Another great comment by Tom Wright (see below my notes)

I have been always struck by how close to neo-gnosticism some of conservative evangelical Christianity is. The focus on the centrality of the "personal relationship" with Jesus, the "let Jesus into your heart" always seem to contrast with the Jesus of the New Testament, who doesn't say "come and have a personal relationship with me", but "come, follow me". Of course, when one does the latter, the former is also there, but I am unconvinced it plays out in reverse. Christianity is not I think mainly about about "me, my faith", but about proclaiming "Jesus is Lord".



http://www.spu.edu/depts/uc/response/summer2k5/features/davincicode.asp

Neo-Gnosticism is the philosophy that invites you to search deep inside yourself and discover some exciting things by which you must then live. It is the philosophy which declares that the only real moral imperative is that you should then be true to what you find when you engage in that deep inward search. But this is not a religion of redemption. It is not at all a Jewish vision of the covenant God who sets free the helpless slaves. It appeals, on the contrary, to the pride that says "I'm really quite an exciting person, deep down, whatever I may look like outwardly" — the theme of half the cheap movies and novels in today's world. It appeals to the stimulus of that ever-deeper navel-gazing ("finding out who I really am") which is the subject of a million self-help books, and the home-made validation of a thousand ethical confusions. It corresponds, in other words, to what a great many people in our world want to believe and want to do, rather than to the hard and bracing challenge of the very Jewish gospel of Jesus. It appears to legitimate precisely that sort of religion which a large swathe of America and a fair chunk of Europe yearns for: a free-for-all, do-it-yourself spirituality, with a strong though ineffective agenda of social protest against the powers that be, and an I'm-OK-you're-OK attitude on all matters religious and ethical. At least, with one exception: You can have any sort of spirituality you like (Zen, labyrinths, Tai Chi) as long as it isn't orthodox Christianity.
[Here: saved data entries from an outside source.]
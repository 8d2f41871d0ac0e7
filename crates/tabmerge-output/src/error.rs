//! Error types for output writing.

use std::path::PathBuf;

use tabmerge_model::ErrorKind;
use thiserror::Error;

/// Errors that can occur while writing the combined file.
#[derive(Debug, Error)]
pub enum OutputError {
    /// Parent directory of the output could not be created.
    #[error("failed to create output directory {path}: {source}")]
    CreateDir {
        path: PathBuf,
        #[source]
        source: std::io::Error,
    },

    /// Output file could not be created.
    #[error("failed to create {path}: {source}")]
    Create {
        path: PathBuf,
        #[source]
        source: std::io::Error,
    },

    /// A row could not be encoded or written.
    #[error("failed to write row {row} to {path}: {source}")]
    Write {
        path: PathBuf,
        row: usize,
        #[source]
        source: csv::Error,
    },

    /// Buffered data could not be flushed to disk.
    #[error("failed to flush {path}: {source}")]
    Flush {
        path: PathBuf,
        #[source]
        source: std::io::Error,
    },

    /// The finished temporary file could not be moved into place.
    #[error("failed to move {from} to {path}: {source}")]
    Persist {
        from: PathBuf,
        path: PathBuf,
        #[source]
        source: std::io::Error,
    },
}

impl OutputError {
    pub fn kind(&self) -> ErrorKind {
        ErrorKind::SinkWrite
    }
}

/// Result type for output operations.
pub type Result<T> = std::result::Result<T, OutputError>;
By contrast, the challenge of Jesus, in the 21st century as in the first, is that we should look away from ourselves and get on board with the project the one true God launched at creation and re-launched with Jesus himself. The authentic Christian gospel, which is good news about something that has happened as a result of which the world is a different place — this gospel demands that we submit to Jesus as Lord and allow all other allegiances, loves and self-discoveries to be realigned in that light. God's project, and God's gospel, are rooted in solid history as opposed to Gnostic fantasy and its modern equivalents. Genuine Christianity is to be expressed in self-giving love and radical holiness, not self-cosseting self-discovery. And it lives by, and looks for the completion of, the new world in which God will put all things to rights and wipe away all tears from all eyes; in which all knees will bow at the name of Jesus, not because he had a secret love-child, not because he was a teacher of recondite wisdom, not because he showed us how we could get in touch with the hidden feminine, but because he died as the fulfillment of the Scriptural story of God's people and rose as the fulfillment of the world-redeeming purposes of the same creator God; and because, in that death and resurrection, we discover him to be the one at whose name every knee shall indeed bow, in heaven and on earth and under the earth, confessing Jesus Christ as Lord to the glory of God the Father.